(Dataset entries)
Segment Open

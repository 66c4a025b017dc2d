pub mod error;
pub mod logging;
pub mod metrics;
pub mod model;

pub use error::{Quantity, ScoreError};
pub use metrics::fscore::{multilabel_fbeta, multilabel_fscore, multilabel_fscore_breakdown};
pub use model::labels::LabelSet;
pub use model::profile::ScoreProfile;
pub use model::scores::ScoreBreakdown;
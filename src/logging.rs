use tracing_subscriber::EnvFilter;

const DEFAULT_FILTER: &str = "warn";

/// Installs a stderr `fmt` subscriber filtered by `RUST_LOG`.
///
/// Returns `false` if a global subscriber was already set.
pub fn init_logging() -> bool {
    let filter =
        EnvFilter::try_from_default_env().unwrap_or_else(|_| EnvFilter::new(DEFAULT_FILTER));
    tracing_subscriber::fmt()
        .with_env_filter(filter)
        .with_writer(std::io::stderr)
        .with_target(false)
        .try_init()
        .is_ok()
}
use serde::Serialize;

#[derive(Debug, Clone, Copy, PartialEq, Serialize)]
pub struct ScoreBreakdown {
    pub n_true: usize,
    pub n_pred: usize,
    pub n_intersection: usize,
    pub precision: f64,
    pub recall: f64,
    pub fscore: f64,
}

Segment Closed

▶ Task description: Which lines above contain the word "fscore"? Show each of them.

▶ Task result:
pub use metrics::fscore::{multilabel_fbeta, multilabel_fscore, multilabel_fscore_breakdown};
    pub fscore: f64,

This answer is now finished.